II. Tax Planning Arising From Differentials In Tax Rates.
A. A Lower Pass-Through Rate Than Individual Rate.
1. In General.
As mentioned above, both the Blueprint and the 2017 Trump Proposal contemplate a maximum pass-through rate that is significantly lower than the highest individual rate. This disparity would invite pass-through businesses to reclassify their highly paid employees as partners for tax purposes, and to minimize salaries (because salary is taxable at a higher rate than pass-through income). Employees of a C corporation or pass-through entity also could form their own pass-through entity that would be hired by their employer, thereby converting their wage income into pass-through income taxable at the lower maximum rate.
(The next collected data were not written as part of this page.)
//! Statistical validation of a collapsed candidate.
//!
//! Four gates run independently over the candidate: a sequence-only quality screen, a physics
//! screen over the energy report, a reality check of the secondary-structure composition
//! against the class reference, and a falsification gate over replicate samples. Their scores
//! are combined by [`RigorWeights`] into a single rigor score.

pub mod falsification;
pub mod physics;
pub mod quality;
pub mod reality;
pub mod verdict;

pub use physics::PhysicsBounds;
pub use quality::QualityParams;
pub use verdict::{RigorWeights, ValidationVerdict};

use crate::core::energy::evaluator::EnergyReport;
use crate::core::models::sequence::Sequence;
use crate::core::tables::ReferenceTables;
use serde::{Deserialize, Serialize};
use std::fmt;
use tracing::{debug, instrument};

#[derive(Debug, Clone, Copy, PartialEq, Eq, Hash, Serialize, Deserialize)]
#[serde(rename_all = "kebab-case")]
pub enum GateKind {
    Quality,
    Physics,
    Reality,
    Falsification,
}

impl GateKind {
    pub const ALL: [GateKind; 4] = [
        GateKind::Quality,
        GateKind::Physics,
        GateKind::Reality,
        GateKind::Falsification,
    ];

    pub fn name(self) -> &'static str {
        match self {
            GateKind::Quality => "quality",
            GateKind::Physics => "physics",
            GateKind::Reality => "reality",
            GateKind::Falsification => "falsification",
        }
    }
}

impl fmt::Display for GateKind {
    fn fmt(&self, f: &mut fmt::Formatter<'_>) -> fmt::Result {
        f.write_str(self.name())
    }
}

/// Closed interval `[min, max]`.
#[derive(Debug, Clone, Copy, PartialEq, Serialize, Deserialize)]
pub struct Bounds {
    pub min: f64,
    pub max: f64,
}

impl Bounds {
    pub const fn new(min: f64, max: f64) -> Self {
        Self { min, max }
    }

    pub const fn unbounded() -> Self {
        Self::new(f64::NEG_INFINITY, f64::INFINITY)
    }

    pub fn contains(&self, value: f64) -> bool {
        value >= self.min && value <= self.max
    }
}

impl fmt::Display for Bounds {
    fn fmt(&self, f: &mut fmt::Formatter<'_>) -> fmt::Result {
        write!(f, "[{}, {}]", self.min, self.max)
    }
}

/// Result of one gate.
#[derive(Debug, Clone, PartialEq, Serialize, Deserialize)]
pub struct GateOutcome {
    pub gate: GateKind,
    pub passed: bool,
    /// Sub-score in [0, 1].
    pub score: f64,
    pub justifications: Vec<String>,
}

/// A single named check inside a gate.
#[derive(Debug, Clone, PartialEq)]
pub(crate) struct Check {
    pub passed: bool,
    pub detail: String,
}

impl Check {
    pub(crate) fn new(passed: bool, detail: String) -> Self {
        Self { passed, detail }
    }
}

/// Gate outcome whose score is the fraction of checks that passed.
pub(crate) fn outcome_from_checks(gate: GateKind, checks: Vec<Check>) -> GateOutcome {
    let total = checks.len();
    let passed_count = checks.iter().filter(|c| c.passed).count();
    let score = if total == 0 {
        1.0
    } else {
        passed_count as f64 / total as f64
    };
    GateOutcome {
        gate,
        passed: passed_count == total,
        score,
        justifications: checks
            .into_iter()
            .map(|c| format!("{}: {}", if c.passed { "pass" } else { "FAIL" }, c.detail))
            .collect(),
    }
}

#[derive(Debug, Clone, PartialEq, Serialize, Deserialize)]
#[serde(default, rename_all = "kebab-case", deny_unknown_fields)]
pub struct ValidationParams {
    pub quality: QualityParams,
    pub physics: PhysicsBounds,
    /// Maximum composition distance accepted by the reality gate.
    pub reality_tolerance: f64,
    /// Minimum replicate survival fraction for the falsification gate.
    pub min_survival: f64,
    pub weights: RigorWeights,
}

impl Default for ValidationParams {
    fn default() -> Self {
        Self {
            quality: QualityParams::default(),
            physics: PhysicsBounds::default(),
            reality_tolerance: 0.15,
            min_survival: 0.6,
            weights: RigorWeights::default(),
        }
    }
}

impl ValidationParams {
    pub fn validate(&self) -> Result<(), String> {
        if !self.reality_tolerance.is_finite() || self.reality_tolerance <= 0.0 {
            return Err(format!(
                "reality tolerance {} must be positive and finite",
                self.reality_tolerance
            ));
        }
        if !(0.0..=1.0).contains(&self.min_survival) {
            return Err(format!(
                "minimum survival {} is outside [0, 1]",
                self.min_survival
            ));
        }
        self.weights.validate()
    }
}

/// Runs the four gates against shared, read-only parameters and reference tables.
#[derive(Debug, Clone, Copy)]
pub struct Validator<'a> {
    params: &'a ValidationParams,
    tables: &'a ReferenceTables,
}

impl<'a> Validator<'a> {
    pub fn new(params: &'a ValidationParams, tables: &'a ReferenceTables) -> Self {
        Self { params, tables }
    }

    pub fn params(&self) -> &ValidationParams {
        self.params
    }

    /// Judges `report` for `sequence`, with `replicates` holding the report of the single
    /// unweighted draw of each independent replicate collapse.
    #[instrument(skip_all, name = "validator")]
    pub fn validate(
        &self,
        sequence: &Sequence,
        report: &EnergyReport,
        class_tag: Option<&str>,
        replicates: &[EnergyReport],
        rigor_threshold: f64,
    ) -> ValidationVerdict {
        let quality = quality::evaluate(sequence, &self.params.quality);
        let physics = physics::evaluate(report, sequence.len(), &self.params.physics);
        let reality = reality::evaluate(
            &report.fractions,
            class_tag,
            self.tables,
            self.params.reality_tolerance,
        );
        let falsification = falsification::evaluate(
            replicates,
            &self.params.physics,
            self.params.min_survival,
        );
        debug!(
            quality = quality.score,
            physics = physics.score,
            reality = reality.score,
            falsification = falsification.score,
            "Gate scores computed."
        );
        ValidationVerdict::new(
            quality,
            physics,
            reality,
            falsification,
            &self.params.weights,
            rigor_threshold,
        )
    }
}
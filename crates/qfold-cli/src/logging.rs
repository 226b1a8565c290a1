use crate::error::{CliError, Result};
use std::fs::File;
use std::path::Path;
use tracing_subscriber::{
    filter::LevelFilter,
    fmt::{self},
    prelude::*,
};

/// Maps `-v` repetitions and `-q` onto a console level. Rejections are logged at INFO, so the
/// default WARN level only shows numerical fallbacks and failures.
pub fn level_filter(verbosity: u8, quiet: bool) -> LevelFilter {
    if quiet {
        return LevelFilter::OFF;
    }
    match verbosity {
        0 => LevelFilter::WARN,
        1 => LevelFilter::INFO,
        2 => LevelFilter::DEBUG,
        _ => LevelFilter::TRACE,
    }
}

pub fn setup_logging(verbosity: u8, quiet: bool, log_file: Option<&Path>) -> Result<()> {
    let stderr_layer = fmt::layer()
        .with_writer(std::io::stderr)
        .with_ansi(true)
        .with_target(false)
        .compact()
        .with_filter(level_filter(verbosity, quiet));

    let file_layer = match log_file {
        Some(path) => {
            let file = File::create(path).map_err(CliError::Io)?;
            Some(
                fmt::layer()
                    .with_writer(file)
                    .with_ansi(false)
                    .with_thread_ids(true)
                    .with_target(true)
                    .with_filter(LevelFilter::DEBUG),
            )
        }
        None => None,
    };

    tracing_subscriber::registry()
        .with(stderr_layer)
        .with(file_layer)
        .try_init()
        .map_err(|e| CliError::Other(anyhow::anyhow!("Failed to install logger: {e}")))
}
2. Possible Legislative Responses.
Some of these planning techniques could be addressed legislatively. For example, the pass-through rate could be disallowed for specified service businesses, or if services are a material income-producing factor of the entity providing the service.4 Further, a specified percentage of net income could be deemed to be compensation income and taxable at normal graduated rates.5 Finally, the pass-through rate could be limited to a normal return on capital and all other earnings would be taxable at graduated rates.
It would not be effective for Congress or the Service to simply require that a pass-through entity pay reasonable compensation to its service providers. This is a factual determination that depends on the facts of each case, and it is impossible for the IRS to audit every case and litigate the reasonableness of compensation on the particular facts of each case. It would also not be effective to deny the pass-through rate for structures designed to avoid the purposes of the lower rate on pass-through income. Anti-abuse rules are also virtually impossible for the Service to enforce, since they rely on case by case determinations. In addition, there would be no basis to enforce such a rule without a clear explanation of the policy rationale for the lower pass-through rate.
B. Lower Corporate Rate than Individual or Pass Through Rate.
The accumulated earnings tax has not been successful at preventing earnings from being accumulated in C corporations that are taxed at a lower rate than individuals.The Blueprint contemplates a corporate rate (20%) that is lower than the individual (33%) or pass-through rate (25%). The 2017 Trump Proposal also contemplates a corporate rate (15%) that is significantly lower than the highest marginal individual rate (35%). An incentive would exist under either proposal for pass-through businesses to incorporate and for individuals to hold assets that generate ordinary income and collectibles in C corporations. If the step-up basis at death is retained, undistributed earnings at death would escape shareholder-level tax.
As mentioned above, the Blueprint contemplates expensing for all business assets except financial assets, land, and possibly inventory. As a result, the buyer of most business assets would get an immediate deduction for the full purchase price.
B. Deferral of Tax Liability.
Expensing may allow taxpayers to defer their tax liability indefinitely by buying business assets. When business assets are no longer needed, taxpayers can buy business assets (such as a building) subject to a triple net lease. Deductions generated by the purchases would offset taxable income from other sources.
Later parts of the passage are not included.